According to a study from Uplevel, a company providing insights from coding and collaboration data using GitHub, Copilot also introduced 41 per cent more bugs.
The study measured pull request (PR) cycle time, or the time to merge code into a repository, and PR throughput, the number of pull requests merged. It found no significant improvements for developers using Copilot.
Uplevel, using data generated by its customers, compared the output of about 800 developers using GitHub Copilot over three months to their production in three months before adoption.

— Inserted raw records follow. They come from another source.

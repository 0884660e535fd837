use std::sync::atomic::{AtomicBool, Ordering};
use std::sync::Arc;

use recipe_crawler::{
    CrawlError, Crawler, CrawlerConfig, CrawlRequest, FetchStrategy, NullProgress, Progress,
};

fn recipe_html(title: &str) -> String {
    format!(
        r#"
        <html>
            <body>
                <h1 class="recipe-title">{title}</h1>
                <ul class="recipe-ingredients__list">
                    <li>1 cup flour</li>
                    <li>2 eggs</li>
                </ul>
                <ul class="recipe-directions__list">
                    <li>Mix everything.</li>
                    <li>Bake.</li>
                </ul>
                <div class="prep-time">10 min</div>
            </body>
        </html>
        "#
    )
}

fn test_config(server: &mockito::ServerGuard) -> CrawlerConfig {
    CrawlerConfig {
        base_url: server.url(),
        delay_min: 0.0,
        delay_max: 0.0,
        ..CrawlerConfig::default()
    }
}

fn request(urls: Vec<&str>, max_items: usize) -> CrawlRequest {
    CrawlRequest {
        urls: urls.into_iter().map(String::from).collect(),
        fetch_strategy: FetchStrategy::Http,
        max_items,
        delay_range: (0.0, 0.0),
    }
}

#[tokio::test]
async fn test_failed_fetch_skips_item_but_continues() {
    let mut server = mockito::Server::new_async().await;

    let ok = server
        .mock("GET", "/ok")
        .with_status(200)
        .with_header("content-type", "text/html")
        .with_body(recipe_html("First Recipe"))
        .expect(1)
        .create_async()
        .await;
    let broken = server
        .mock("GET", "/500")
        .with_status(500)
        .expect(1)
        .create_async()
        .await;
    let ok2 = server
        .mock("GET", "/ok2")
        .with_status(200)
        .with_header("content-type", "text/html")
        .with_body(recipe_html("Second Recipe"))
        .expect(1)
        .create_async()
        .await;

    let crawler = Crawler::new(test_config(&server));
    let result = crawler
        .run(&request(vec!["/ok", "/500", "/ok2"], 10), &mut NullProgress)
        .await
        .unwrap();

    ok.assert_async().await;
    broken.assert_async().await;
    ok2.assert_async().await;

    assert_eq!(result.attempted, 3);
    assert_eq!(result.succeeded, 2);
    assert_eq!(result.records.len(), 2);
    // Input order is preserved, minus the failed item.
    assert_eq!(result.records[0].title, "First Recipe");
    assert_eq!(result.records[1].title, "Second Recipe");
}

#[tokio::test]
async fn test_records_carry_absolute_urls() {
    let mut server = mockito::Server::new_async().await;
    let _m = server
        .mock("GET", "/recipes/pie")
        .with_status(200)
        .with_body(recipe_html("Pie"))
        .create_async()
        .await;

    let crawler = Crawler::new(test_config(&server));
    let result = crawler
        .run(&request(vec!["/recipes/pie"], 10), &mut NullProgress)
        .await
        .unwrap();

    assert_eq!(result.records.len(), 1);
    assert_eq!(result.records[0].url, format!("{}/recipes/pie", server.url()));
    assert!(result.records[0].url.starts_with("http://"));
}

#[tokio::test]
async fn test_max_items_truncates_before_fetching() {
    let mut server = mockito::Server::new_async().await;

    let first = server
        .mock("GET", "/r1")
        .with_status(200)
        .with_body(recipe_html("One"))
        .expect(1)
        .create_async()
        .await;
    let second = server
        .mock("GET", "/r2")
        .with_status(200)
        .with_body(recipe_html("Two"))
        .expect(1)
        .create_async()
        .await;
    // URLs past the cap must never be requested.
    let never = [
        server.mock("GET", "/r3").expect(0).create_async().await,
        server.mock("GET", "/r4").expect(0).create_async().await,
        server.mock("GET", "/r5").expect(0).create_async().await,
    ];

    let crawler = Crawler::new(test_config(&server));
    let result = crawler
        .run(
            &request(vec!["/r1", "/r2", "/r3", "/r4", "/r5"], 2),
            &mut NullProgress,
        )
        .await
        .unwrap();

    first.assert_async().await;
    second.assert_async().await;
    for mock in &never {
        mock.assert_async().await;
    }

    assert_eq!(result.attempted, 2);
    assert_eq!(result.records.len(), 2);
}

#[tokio::test]
async fn test_unusable_record_is_dropped() {
    let mut server = mockito::Server::new_async().await;
    let _ok = server
        .mock("GET", "/good")
        .with_status(200)
        .with_body(recipe_html("Good Recipe"))
        .create_async()
        .await;
    // Page with no heading at all: extraction yields a sentinel title.
    let _bad = server
        .mock("GET", "/bare")
        .with_status(200)
        .with_body("<html><body><p>nothing here</p></body></html>")
        .create_async()
        .await;

    let crawler = Crawler::new(test_config(&server));
    let result = crawler
        .run(&request(vec!["/bare", "/good"], 10), &mut NullProgress)
        .await
        .unwrap();

    assert_eq!(result.attempted, 2);
    assert_eq!(result.succeeded, 1);
    assert_eq!(result.records.len(), 1);
    assert_eq!(result.records[0].title, "Good Recipe");
}

#[tokio::test]
async fn test_empty_body_is_excluded_from_records() {
    let mut server = mockito::Server::new_async().await;
    let _m = server
        .mock("GET", "/empty")
        .with_status(200)
        .with_body("")
        .create_async()
        .await;

    let crawler = Crawler::new(test_config(&server));
    let result = crawler
        .run(&request(vec!["/empty"], 10), &mut NullProgress)
        .await
        .unwrap();

    assert_eq!(result.attempted, 1);
    assert_eq!(result.succeeded, 0);
    assert!(result.records.is_empty());
}

#[tokio::test]
async fn test_progress_is_reported_per_item() {
    struct Recording {
        begun_with: Option<usize>,
        items: Vec<(usize, usize)>,
        finished: bool,
    }
    impl Progress for Recording {
        fn begin(&mut self, total: usize) {
            self.begun_with = Some(total);
        }
        fn item_done(&mut self, index: usize, total: usize, _status: &str) {
            self.items.push((index, total));
        }
        fn finish(&mut self, _succeeded: usize, _attempted: usize) {
            self.finished = true;
        }
    }

    let mut server = mockito::Server::new_async().await;
    let _ok = server
        .mock("GET", "/a")
        .with_status(200)
        .with_body(recipe_html("A"))
        .create_async()
        .await;
    let _broken = server
        .mock("GET", "/b")
        .with_status(404)
        .create_async()
        .await;

    let mut progress = Recording {
        begun_with: None,
        items: Vec::new(),
        finished: false,
    };
    let crawler = Crawler::new(test_config(&server));
    crawler
        .run(&request(vec!["/a", "/b"], 10), &mut progress)
        .await
        .unwrap();

    assert_eq!(progress.begun_with, Some(2));
    // Both outcomes are reported, success and failure alike.
    assert_eq!(progress.items, vec![(1, 2), (2, 2)]);
    assert!(progress.finished);
}

#[tokio::test]
async fn test_cancel_flag_stops_before_first_item() {
    let mut server = mockito::Server::new_async().await;
    let never = server.mock("GET", "/x").expect(0).create_async().await;

    let cancel = Arc::new(AtomicBool::new(false));
    cancel.store(true, Ordering::Relaxed);

    let crawler = Crawler::new(test_config(&server)).with_cancel_flag(cancel);
    let result = crawler
        .run(&request(vec!["/x"], 10), &mut NullProgress)
        .await
        .unwrap();

    never.assert_async().await;
    assert_eq!(result.attempted, 0);
    assert!(result.records.is_empty());
}

#[tokio::test]
async fn test_js_rendered_without_renderer_is_configuration_error() {
    let mut server = mockito::Server::new_async().await;
    let never = server.mock("GET", "/x").expect(0).create_async().await;

    let config = test_config(&server);
    assert!(config.renderer.is_none());

    let crawler = Crawler::new(config);
    let mut req = request(vec!["/x"], 10);
    req.fetch_strategy = FetchStrategy::JsRendered;

    let err = crawler.run(&req, &mut NullProgress).await.unwrap_err();
    assert!(matches!(err, CrawlError::Configuration(_)));
    // Fails fast: no fetch was attempted.
    never.assert_async().await;
}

In addition to measuring productivity, the Uplevel study looked at factors in developer burnout and found that GitHub Copilot hasn’t helped. The amount of working time spent outside of standard hours decreased for both the control and test groups using the coding tool, but it decreased more when the developers weren’t using Copilot.
Uplevel product manager and data analyst Matt Hoffman said the company’s study was driven by curiosity over claims of significant productivity gains as AI coding assistants become ubiquitous. A GitHub survey published in August found that 97 per cent of software engineers, developers, and programmers reported using AI coding assistants.
“We’ve seen different studies of people saying, ‘This is helpful for our productivity. “We’ve also seen some people saying, ‘You know what? I’m having to be more of a [code] reviewer,” he said.
The Uplevel team also went into its study expecting to see some productivity gains, Hoffman says.
“Our team hypothesised that we thought that PR cycle time would decrease,” Hoffman says. “We thought that they would be able to write more code, and we thought that defect rate might go down because you’re using these gen AI tools to help you review your code before you even get it out there.”
Hoffman acknowledges there may be more ways to measure developer productivity than PR cycle time and PR throughput, but Uplevel sees those metrics as a solid measure of developer output.
Uplevel isn’t suggesting that organisations stop using coding assistants because the tools are advancing rapidly.
“We heard that people are ending up being more reviewers for this code than in the past, and you might have some false faith that the code is doing what you expect it to,” Hoffman adds. “You just have to keep a close eye on what is being generated; does it do what you expect it to do?” Hoffman said.